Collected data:
>>>

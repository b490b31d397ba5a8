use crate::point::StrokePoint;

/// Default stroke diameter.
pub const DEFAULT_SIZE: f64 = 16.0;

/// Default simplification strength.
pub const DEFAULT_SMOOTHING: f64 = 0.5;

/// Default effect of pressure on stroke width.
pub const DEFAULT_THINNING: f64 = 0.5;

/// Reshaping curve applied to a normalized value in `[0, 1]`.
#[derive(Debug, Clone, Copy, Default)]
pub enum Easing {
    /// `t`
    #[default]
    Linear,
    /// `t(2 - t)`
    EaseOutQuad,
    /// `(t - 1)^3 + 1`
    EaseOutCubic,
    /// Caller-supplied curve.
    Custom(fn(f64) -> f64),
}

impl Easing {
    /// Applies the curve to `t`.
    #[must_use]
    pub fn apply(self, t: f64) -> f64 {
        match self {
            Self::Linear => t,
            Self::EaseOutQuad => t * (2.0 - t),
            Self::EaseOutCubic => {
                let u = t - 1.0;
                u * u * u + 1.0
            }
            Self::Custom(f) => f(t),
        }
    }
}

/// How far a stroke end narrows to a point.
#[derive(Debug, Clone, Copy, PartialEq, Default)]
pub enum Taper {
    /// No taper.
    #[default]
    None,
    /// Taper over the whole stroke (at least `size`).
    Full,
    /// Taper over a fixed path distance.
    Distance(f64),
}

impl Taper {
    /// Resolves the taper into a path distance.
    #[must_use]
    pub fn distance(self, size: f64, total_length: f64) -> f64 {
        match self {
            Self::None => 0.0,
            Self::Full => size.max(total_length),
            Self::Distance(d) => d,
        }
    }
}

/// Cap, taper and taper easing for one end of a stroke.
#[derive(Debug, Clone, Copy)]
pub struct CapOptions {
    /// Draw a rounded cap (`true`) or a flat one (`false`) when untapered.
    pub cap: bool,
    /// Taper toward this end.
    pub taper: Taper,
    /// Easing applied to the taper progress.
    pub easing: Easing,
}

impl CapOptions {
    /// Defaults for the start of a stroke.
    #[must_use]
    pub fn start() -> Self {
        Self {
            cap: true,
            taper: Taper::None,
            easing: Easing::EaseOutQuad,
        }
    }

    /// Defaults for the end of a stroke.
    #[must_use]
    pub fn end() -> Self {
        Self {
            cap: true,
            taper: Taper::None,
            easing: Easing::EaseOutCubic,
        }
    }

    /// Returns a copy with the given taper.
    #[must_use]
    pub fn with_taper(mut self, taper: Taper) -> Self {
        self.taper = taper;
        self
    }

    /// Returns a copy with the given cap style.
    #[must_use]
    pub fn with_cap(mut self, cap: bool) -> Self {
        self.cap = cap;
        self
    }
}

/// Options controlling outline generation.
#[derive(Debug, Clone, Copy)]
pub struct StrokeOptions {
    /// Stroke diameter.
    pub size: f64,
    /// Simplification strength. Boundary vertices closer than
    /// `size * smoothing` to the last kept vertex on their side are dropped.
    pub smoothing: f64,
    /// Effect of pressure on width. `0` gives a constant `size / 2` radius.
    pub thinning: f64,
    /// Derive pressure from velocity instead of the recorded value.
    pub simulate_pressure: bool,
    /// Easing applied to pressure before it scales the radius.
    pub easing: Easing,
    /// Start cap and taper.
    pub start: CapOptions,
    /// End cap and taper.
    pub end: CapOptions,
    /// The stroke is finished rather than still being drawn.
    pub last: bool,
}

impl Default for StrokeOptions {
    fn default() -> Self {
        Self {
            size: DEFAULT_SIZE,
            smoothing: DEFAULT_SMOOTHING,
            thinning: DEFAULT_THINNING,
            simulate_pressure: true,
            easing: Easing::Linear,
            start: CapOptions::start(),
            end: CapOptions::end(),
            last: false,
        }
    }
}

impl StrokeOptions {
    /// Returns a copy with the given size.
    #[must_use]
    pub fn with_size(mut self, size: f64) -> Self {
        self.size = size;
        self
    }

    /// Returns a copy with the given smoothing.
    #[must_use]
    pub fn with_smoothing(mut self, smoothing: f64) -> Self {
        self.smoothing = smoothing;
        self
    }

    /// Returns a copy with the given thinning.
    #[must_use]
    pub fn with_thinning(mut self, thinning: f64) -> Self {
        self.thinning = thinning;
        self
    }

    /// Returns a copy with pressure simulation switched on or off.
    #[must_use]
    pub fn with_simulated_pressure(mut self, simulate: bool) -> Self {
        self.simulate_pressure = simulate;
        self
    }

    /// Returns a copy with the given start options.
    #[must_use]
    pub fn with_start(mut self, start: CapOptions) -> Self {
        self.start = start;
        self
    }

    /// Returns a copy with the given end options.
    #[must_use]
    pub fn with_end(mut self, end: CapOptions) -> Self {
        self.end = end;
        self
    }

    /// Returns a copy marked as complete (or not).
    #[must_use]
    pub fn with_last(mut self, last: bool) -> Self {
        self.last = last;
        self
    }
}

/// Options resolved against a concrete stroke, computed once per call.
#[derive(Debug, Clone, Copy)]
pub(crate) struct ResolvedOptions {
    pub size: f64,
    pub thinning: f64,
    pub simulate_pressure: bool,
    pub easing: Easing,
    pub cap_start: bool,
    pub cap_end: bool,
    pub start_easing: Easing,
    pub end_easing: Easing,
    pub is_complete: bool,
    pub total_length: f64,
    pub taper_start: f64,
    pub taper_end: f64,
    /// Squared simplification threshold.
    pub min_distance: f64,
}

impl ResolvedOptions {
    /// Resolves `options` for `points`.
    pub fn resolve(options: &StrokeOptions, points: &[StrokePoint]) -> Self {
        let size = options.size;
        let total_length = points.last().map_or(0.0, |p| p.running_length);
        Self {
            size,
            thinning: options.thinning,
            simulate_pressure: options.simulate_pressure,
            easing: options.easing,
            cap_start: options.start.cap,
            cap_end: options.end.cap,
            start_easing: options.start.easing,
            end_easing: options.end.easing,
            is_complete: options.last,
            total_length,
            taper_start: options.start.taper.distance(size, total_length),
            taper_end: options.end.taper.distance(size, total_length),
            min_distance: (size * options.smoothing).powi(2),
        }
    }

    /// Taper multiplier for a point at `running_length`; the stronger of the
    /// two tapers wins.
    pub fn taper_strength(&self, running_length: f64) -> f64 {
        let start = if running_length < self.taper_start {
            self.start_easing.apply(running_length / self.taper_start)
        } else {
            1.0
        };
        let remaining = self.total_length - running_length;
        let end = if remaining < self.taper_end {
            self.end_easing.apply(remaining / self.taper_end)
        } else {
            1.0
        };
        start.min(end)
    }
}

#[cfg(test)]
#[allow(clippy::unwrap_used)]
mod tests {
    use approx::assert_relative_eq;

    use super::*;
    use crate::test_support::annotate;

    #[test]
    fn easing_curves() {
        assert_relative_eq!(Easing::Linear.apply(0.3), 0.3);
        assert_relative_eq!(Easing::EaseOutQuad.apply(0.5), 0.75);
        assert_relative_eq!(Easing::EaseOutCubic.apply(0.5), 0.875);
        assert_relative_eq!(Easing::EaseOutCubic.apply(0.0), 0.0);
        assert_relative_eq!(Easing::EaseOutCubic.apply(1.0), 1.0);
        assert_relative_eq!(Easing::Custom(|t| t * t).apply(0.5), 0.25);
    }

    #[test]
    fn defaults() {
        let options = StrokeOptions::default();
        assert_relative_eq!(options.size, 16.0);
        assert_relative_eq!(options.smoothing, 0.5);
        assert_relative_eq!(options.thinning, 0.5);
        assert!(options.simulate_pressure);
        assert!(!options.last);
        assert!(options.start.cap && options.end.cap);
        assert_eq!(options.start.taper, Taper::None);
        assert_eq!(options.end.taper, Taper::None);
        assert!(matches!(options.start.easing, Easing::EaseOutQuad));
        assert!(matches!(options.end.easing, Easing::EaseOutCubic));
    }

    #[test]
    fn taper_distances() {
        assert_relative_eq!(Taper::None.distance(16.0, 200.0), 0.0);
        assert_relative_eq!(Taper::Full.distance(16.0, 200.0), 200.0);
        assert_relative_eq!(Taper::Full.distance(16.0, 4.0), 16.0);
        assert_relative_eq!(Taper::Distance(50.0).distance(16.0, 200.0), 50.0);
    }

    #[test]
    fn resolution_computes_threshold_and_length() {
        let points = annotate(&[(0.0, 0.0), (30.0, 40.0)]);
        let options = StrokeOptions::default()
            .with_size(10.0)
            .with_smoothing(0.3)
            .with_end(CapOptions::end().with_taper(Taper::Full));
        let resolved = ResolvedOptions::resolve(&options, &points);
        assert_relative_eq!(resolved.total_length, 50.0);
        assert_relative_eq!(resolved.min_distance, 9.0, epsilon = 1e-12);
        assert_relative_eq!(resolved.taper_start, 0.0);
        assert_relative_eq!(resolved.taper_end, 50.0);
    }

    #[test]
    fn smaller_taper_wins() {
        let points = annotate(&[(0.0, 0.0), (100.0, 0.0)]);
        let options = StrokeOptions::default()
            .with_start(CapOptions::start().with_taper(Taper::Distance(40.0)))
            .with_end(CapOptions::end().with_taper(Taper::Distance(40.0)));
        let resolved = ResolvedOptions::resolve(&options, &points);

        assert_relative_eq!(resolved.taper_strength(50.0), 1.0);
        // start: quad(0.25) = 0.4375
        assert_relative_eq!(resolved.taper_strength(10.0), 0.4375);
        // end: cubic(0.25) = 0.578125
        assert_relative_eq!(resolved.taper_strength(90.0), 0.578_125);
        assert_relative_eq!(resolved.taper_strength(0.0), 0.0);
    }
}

<<<
>>>

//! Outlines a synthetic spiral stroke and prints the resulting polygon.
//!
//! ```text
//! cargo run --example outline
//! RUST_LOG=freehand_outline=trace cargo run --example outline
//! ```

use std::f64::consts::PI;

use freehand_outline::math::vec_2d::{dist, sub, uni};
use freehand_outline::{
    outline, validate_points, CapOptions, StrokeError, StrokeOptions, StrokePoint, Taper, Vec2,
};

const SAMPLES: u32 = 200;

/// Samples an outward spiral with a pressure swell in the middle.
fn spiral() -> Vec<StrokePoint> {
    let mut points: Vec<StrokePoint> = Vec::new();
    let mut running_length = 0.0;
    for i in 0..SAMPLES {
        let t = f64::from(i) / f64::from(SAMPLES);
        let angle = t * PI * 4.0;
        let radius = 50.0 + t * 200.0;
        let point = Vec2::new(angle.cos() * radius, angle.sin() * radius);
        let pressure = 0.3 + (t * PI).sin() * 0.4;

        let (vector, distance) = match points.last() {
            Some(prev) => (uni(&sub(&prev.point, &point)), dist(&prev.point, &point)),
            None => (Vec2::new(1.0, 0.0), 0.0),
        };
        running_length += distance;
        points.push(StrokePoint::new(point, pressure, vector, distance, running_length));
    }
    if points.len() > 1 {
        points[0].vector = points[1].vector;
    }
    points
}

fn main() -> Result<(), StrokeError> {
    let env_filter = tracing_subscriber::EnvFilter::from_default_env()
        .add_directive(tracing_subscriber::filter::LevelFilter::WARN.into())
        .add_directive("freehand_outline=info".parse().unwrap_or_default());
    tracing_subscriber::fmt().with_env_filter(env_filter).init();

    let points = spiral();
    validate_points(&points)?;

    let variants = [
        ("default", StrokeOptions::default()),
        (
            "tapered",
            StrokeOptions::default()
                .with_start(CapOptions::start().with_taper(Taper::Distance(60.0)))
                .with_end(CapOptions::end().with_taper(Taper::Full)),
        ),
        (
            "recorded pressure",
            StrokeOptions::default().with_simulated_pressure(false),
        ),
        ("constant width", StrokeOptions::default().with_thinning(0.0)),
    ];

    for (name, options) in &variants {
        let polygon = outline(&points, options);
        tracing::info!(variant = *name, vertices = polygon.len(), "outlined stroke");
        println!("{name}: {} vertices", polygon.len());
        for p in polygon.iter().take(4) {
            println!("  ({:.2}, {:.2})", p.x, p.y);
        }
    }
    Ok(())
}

<<<
>>>

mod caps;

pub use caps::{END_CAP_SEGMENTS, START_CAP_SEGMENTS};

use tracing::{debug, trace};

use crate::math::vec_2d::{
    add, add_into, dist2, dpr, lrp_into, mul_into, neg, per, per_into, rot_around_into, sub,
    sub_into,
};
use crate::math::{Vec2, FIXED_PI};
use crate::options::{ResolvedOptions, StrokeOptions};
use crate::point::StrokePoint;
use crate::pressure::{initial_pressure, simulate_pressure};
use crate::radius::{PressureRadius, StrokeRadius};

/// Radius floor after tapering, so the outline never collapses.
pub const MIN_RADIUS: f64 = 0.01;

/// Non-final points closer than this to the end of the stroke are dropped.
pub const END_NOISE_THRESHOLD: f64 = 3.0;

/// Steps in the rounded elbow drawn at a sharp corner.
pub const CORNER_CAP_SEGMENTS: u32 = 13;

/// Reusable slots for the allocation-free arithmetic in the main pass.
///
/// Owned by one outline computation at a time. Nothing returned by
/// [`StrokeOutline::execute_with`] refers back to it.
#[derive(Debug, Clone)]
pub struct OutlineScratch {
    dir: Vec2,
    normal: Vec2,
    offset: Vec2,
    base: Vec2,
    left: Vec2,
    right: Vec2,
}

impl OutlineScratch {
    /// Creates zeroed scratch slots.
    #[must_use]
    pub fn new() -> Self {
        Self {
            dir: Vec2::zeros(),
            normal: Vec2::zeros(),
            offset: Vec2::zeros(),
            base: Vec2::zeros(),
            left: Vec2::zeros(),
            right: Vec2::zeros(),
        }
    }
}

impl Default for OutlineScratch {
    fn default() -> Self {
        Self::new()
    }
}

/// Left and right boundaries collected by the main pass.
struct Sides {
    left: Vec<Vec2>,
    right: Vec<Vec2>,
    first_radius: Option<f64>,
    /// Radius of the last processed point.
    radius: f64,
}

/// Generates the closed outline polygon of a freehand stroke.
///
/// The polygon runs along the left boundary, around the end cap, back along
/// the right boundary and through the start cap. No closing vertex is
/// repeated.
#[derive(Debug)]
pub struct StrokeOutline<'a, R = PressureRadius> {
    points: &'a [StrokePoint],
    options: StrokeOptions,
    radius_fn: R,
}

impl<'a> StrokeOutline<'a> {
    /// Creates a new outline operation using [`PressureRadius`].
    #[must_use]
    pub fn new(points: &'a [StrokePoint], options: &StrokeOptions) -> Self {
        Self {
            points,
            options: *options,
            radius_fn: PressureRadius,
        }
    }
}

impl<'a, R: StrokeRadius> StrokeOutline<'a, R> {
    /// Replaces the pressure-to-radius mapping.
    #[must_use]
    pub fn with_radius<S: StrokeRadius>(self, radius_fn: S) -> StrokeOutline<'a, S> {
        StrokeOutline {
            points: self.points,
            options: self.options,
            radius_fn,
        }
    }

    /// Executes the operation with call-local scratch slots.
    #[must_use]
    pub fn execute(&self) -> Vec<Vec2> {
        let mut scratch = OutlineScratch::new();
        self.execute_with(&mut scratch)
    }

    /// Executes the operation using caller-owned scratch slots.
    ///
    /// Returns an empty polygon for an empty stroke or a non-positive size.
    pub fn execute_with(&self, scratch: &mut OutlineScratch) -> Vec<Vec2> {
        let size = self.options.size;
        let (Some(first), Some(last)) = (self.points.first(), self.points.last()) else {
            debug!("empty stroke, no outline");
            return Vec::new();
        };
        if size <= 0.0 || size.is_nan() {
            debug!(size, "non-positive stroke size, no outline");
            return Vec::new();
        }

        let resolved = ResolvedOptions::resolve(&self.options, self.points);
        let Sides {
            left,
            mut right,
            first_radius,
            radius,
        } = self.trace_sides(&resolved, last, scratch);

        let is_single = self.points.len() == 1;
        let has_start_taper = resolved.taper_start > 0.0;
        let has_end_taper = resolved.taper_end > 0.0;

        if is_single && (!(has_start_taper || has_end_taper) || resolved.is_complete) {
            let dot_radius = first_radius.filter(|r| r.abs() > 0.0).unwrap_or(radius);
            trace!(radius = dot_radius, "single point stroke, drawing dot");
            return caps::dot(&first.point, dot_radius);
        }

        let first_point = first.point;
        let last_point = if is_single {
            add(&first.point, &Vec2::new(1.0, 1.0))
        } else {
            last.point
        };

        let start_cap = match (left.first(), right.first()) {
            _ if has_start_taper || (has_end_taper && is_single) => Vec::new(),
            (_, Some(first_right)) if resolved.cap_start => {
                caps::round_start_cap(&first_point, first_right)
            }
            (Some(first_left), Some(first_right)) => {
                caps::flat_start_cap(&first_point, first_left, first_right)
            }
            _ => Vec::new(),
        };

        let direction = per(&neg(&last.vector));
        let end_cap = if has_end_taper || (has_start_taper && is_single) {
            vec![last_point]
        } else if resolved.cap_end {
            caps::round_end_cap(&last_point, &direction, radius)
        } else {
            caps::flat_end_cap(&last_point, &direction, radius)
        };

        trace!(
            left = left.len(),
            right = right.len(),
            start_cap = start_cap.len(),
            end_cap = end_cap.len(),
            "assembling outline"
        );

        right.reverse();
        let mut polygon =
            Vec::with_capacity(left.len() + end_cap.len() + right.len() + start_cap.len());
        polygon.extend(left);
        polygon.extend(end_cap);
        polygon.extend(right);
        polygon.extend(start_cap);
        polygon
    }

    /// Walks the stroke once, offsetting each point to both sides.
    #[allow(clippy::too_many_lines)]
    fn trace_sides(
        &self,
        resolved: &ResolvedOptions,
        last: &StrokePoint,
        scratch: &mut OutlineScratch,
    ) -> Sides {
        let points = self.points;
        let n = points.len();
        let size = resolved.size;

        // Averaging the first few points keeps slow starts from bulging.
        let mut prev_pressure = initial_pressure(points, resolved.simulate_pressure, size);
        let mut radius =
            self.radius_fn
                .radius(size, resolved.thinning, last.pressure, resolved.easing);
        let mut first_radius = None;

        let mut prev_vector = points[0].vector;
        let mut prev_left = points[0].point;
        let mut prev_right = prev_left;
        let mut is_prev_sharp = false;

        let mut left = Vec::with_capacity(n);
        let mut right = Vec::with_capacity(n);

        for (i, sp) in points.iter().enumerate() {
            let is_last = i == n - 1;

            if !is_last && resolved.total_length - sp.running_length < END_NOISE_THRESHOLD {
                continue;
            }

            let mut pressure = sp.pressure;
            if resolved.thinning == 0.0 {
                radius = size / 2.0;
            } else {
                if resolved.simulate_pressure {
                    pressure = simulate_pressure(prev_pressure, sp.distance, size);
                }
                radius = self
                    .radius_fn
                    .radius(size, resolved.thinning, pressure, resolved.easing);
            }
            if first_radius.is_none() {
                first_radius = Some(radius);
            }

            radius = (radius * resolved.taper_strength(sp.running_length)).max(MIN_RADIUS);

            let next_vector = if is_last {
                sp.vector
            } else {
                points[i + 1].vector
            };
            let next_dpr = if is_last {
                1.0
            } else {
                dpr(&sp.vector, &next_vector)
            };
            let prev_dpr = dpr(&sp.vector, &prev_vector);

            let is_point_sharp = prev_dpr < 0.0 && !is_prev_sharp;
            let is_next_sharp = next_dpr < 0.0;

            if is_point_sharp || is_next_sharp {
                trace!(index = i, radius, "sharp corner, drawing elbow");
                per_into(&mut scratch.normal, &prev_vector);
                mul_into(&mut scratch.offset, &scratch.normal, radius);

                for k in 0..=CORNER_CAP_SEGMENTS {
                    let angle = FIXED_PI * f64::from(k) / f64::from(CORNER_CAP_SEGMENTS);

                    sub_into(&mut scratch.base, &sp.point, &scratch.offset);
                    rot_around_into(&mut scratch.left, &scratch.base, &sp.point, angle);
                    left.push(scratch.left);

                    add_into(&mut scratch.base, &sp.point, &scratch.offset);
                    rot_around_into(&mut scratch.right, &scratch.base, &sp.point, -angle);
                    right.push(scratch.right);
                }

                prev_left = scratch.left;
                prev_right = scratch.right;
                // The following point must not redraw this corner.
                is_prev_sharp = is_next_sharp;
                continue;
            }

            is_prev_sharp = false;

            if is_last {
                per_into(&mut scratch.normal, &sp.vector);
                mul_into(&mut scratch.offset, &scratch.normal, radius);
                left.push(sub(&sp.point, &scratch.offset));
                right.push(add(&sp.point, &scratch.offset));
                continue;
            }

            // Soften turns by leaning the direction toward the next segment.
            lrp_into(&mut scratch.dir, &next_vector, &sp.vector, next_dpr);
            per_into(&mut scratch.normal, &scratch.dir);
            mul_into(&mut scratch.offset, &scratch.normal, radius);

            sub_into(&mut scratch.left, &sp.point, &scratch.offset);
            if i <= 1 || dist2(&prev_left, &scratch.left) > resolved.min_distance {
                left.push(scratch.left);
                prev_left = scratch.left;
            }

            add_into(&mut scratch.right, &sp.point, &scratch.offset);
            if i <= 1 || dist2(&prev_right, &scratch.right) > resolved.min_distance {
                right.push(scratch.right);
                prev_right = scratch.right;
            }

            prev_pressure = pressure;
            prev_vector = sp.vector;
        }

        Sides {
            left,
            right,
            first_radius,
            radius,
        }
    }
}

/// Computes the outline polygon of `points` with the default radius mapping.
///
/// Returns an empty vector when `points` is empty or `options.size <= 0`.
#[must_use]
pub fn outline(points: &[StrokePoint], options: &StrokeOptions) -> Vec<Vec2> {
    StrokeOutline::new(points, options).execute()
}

<<<

Retype exactly the lines above, from the one with "repository b490b31d397ba5a8" through the one with "pub const DEFAULT_THINNING: f64 = 0.5;", inclusive.

Result for this exercise ▸
repository b490b31d397ba5a8
use crate::point::StrokePoint;

/// Default stroke diameter.
pub const DEFAULT_SIZE: f64 = 16.0;

/// Default simplification strength.
pub const DEFAULT_SMOOTHING: f64 = 0.5;

/// Default effect of pressure on stroke width.
pub const DEFAULT_THINNING: f64 = 0.5;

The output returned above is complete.